The Toronto Food Strategy works with a broad range of partners to enable a healthier and more sustainable food system for all. Below is an overview of several current projects.
In some neighbourhoods in Toronto, people have to travel more than 1 kilometre to buy fresh produce. Toronto Public Health is partnering with FoodShare to bring fresh fruits and vegetables to our city’s diverse communities.
Grab Some Good markets are popping up in subway stations, corner stores and in many neighbourhoods across Toronto.
Providing the convenience of healthy snacks and low cost fruits and vegetables within the TTC.
Commuters using Kipling, Downsview and Victoria Park subway stations can now visit a Grab Some Good pop-up market on their trip home.
Facilitating and supporting the conversion of existing convenience stores into "healthy corner stores".
Improving food accessibility in underserved communities through the sale of healthy, low-cost foods.
Watch for colourful coolers filled with crisp apples, fresh greens and nutritious grab-and-go snacks.
Travelling across Toronto, the Mobile Good Food Market visits neighbourhoods, offering low-cost, high quality produce.
Once a wheel-trans vehicle, this colourful "store on wheels" supports communities with few grocery stores.
"A unique approach to food safety, nutrition and employment training for low-income communities"
Community Food Works is a program that combines the Food Handler Certificate with nutrition education, food skills and employment support to low income residents in Toronto. Participants get support with job skills, build social networks and learn about food safety and healthy eating. The program uses learner-centred participatory approach where sessions are tailored to meet the needs of the communities and held in community settings to enable better access to services.

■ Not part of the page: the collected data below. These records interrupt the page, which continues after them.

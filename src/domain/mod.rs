pub mod access;
pub mod policy;
pub mod verdict;

pub use access::{AccessRequest, Caller, Grant};
pub use policy::AccessPolicy;
pub use verdict::Verdict;
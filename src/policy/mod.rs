pub mod hot_reload;
pub mod loader;
pub mod rules;

pub use hot_reload::PolicyWatcher;
pub use loader::{load_policy, ActivePolicy, PolicyError, PolicyLoader};
pub use rules::{access_pipeline, access_rules, AccessDenied, AccessPipeline};
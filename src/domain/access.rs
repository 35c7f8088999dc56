use serde::{Deserialize, Serialize};

/// Parameters of the stock access pipeline, captured from raw input.
#[derive(Debug, Clone, PartialEq, Eq, Serialize, Deserialize)]
#[serde(rename_all = "camelCase")]
pub struct AccessRequest {
    /// Identity of the caller
    pub user_id: String,

    /// Requested action (e.g. "read", "write")
    pub action: String,

    /// Target resource
    #[serde(default)]
    pub resource: String,
}

impl AccessRequest {
    pub fn new(
        user_id: impl Into<String>,
        action: impl Into<String>,
        resource: impl Into<String>,
    ) -> Self {
        AccessRequest {
            user_id: user_id.into(),
            action: action.into(),
            resource: resource.into(),
        }
    }
}

/// Side-channel context of the stock access pipeline.
#[derive(Debug, Clone, Default, PartialEq, Eq, Serialize, Deserialize)]
pub struct Caller {
    /// Tenant the request is made on behalf of
    #[serde(default)]
    pub tenant: Option<String>,

    /// Correlation id supplied by the host application
    #[serde(default, skip_serializing_if = "Option::is_none")]
    pub request_id: Option<String>,
}

impl Caller {
    pub fn for_tenant(tenant: impl Into<String>) -> Self {
        Caller {
            tenant: Some(tenant.into()),
            request_id: None,
        }
    }
}

/// What the access pipeline allowed, returned by its last rule.
#[derive(Debug, Clone, PartialEq, Eq, Serialize, Deserialize)]
pub struct Grant {
    pub role: String,
    pub action: String,
    pub resource: String,
}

Community Food Works is a partnership program between the Toronto Food Strategy, Toronto Public Health inspectors and dietitians, Toronto Employment and Social Services, and multiple community agencies. Some of the participants who were successful in getting the Food Handler Certificate were able to find jobs, start their own business, and volunteer in community food-based programs. Participants are also pursuing further education in culinary arts.
Community Food Works maps a list of community kitchens by Wards. These kitchens can be located at community centres, community health centres, churches/faith centres, at some schools, community hubs and other community places. At the time of this posting, these kitchens were inspected and were appropriate for delivering food skills and nutrition progamming. The list is not exhaustive and will be updated as appropriate.
Click at map location and contact the organization to verify the condition of the kitchen and its availability prior to use.
To obtain a copy of the Community Food Works Evaluation Report 2016 (PDF), email a request to email@example.com or call Health Connection 416-338-7900.
"An online portal bringing good food to community agencies and Student Nutrition Programs at wholesale prices"
- Delivering food directly to organizations daily and on-demand and giving chefs the opportunity to work with fresh food, sourced from wholesalers or farmers
- Simplifing purchasing and making prices and account administration transparent
- Encouraging organizations to share creative ideas, as well as buying, selling and swapping equipment or produce
"Mapping access to healthy food across Toronto"
Many Torontonians live in neighbourhoods with few sources of healthy, affordable and diverse foods. While income is the biggest determinant of food access, the geographic distribution of food retail outlets also creates an environment within which food choices are made.
Through food access mapping, the Toronto Food Strategy team is studying how location, income and social factors can affect how easy or hard it can be for people in different neighbourhoods to get healthy, affordable and culturally appropriate food.
The goal is to find solutions where the City can work with community and private sector partners to improve healthy food access across the City.
"Growing the world’s foods in our own backyard"
With half of Toronto’s residents born outside of Canada, there is a large demand for diverse ethno-cultural vegetables, sometimes called "world crops" (e.g. bottle gourd, okra, bitter melon, tomatillo). People in the Greater Toronto Area (GTA) spend more than $800 million on these vegetables each year. Many world crops are brought into Canada from other countries, but they can grow very well in the GTA.
The Toronto Food Strategy team is working with the Vineland Research and Innovation Centre and the Toronto Food Policy Council to look at the possibility of growing more world crops locally. This can open up new markets for GTA farmers and make fresh, culturally diverse vegetables more available across the City.